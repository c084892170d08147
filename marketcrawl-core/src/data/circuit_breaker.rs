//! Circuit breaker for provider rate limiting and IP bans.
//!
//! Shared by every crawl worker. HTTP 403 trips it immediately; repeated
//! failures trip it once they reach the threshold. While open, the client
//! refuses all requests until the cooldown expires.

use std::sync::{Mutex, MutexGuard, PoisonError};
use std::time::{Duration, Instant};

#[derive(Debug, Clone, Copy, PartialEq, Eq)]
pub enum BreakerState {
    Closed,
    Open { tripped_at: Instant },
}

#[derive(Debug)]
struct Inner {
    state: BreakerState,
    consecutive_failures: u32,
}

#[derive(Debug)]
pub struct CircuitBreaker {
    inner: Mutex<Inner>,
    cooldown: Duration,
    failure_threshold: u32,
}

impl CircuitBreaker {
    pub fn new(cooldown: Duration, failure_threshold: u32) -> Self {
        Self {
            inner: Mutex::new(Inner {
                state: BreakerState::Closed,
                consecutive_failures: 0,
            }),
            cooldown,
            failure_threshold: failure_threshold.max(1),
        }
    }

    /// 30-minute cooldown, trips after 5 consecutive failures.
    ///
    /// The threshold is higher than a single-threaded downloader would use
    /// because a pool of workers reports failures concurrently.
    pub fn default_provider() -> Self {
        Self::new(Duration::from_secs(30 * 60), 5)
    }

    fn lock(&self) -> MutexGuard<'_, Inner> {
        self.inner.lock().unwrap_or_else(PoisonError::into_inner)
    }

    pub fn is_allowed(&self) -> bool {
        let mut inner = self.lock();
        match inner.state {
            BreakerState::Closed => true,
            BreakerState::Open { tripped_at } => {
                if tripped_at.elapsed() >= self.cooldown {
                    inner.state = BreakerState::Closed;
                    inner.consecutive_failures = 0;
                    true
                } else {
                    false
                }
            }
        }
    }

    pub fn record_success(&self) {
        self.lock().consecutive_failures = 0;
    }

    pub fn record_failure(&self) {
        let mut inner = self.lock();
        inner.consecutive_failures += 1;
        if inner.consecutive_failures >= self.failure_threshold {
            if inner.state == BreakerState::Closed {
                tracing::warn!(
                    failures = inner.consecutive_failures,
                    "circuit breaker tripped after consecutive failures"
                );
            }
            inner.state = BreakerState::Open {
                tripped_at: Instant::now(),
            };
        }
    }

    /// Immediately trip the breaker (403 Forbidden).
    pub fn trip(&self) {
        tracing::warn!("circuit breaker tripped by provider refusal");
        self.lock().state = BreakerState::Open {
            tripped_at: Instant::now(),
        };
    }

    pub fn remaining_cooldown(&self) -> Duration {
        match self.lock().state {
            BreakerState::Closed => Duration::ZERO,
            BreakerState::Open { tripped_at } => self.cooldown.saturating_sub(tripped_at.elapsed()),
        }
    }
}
======
_HOW TO COMPLETE THIS TASK_.
In the records above, each line with the string "struct" should be copied.

_OUTPUT OF THE TASK_.
struct Inner {
pub struct CircuitBreaker {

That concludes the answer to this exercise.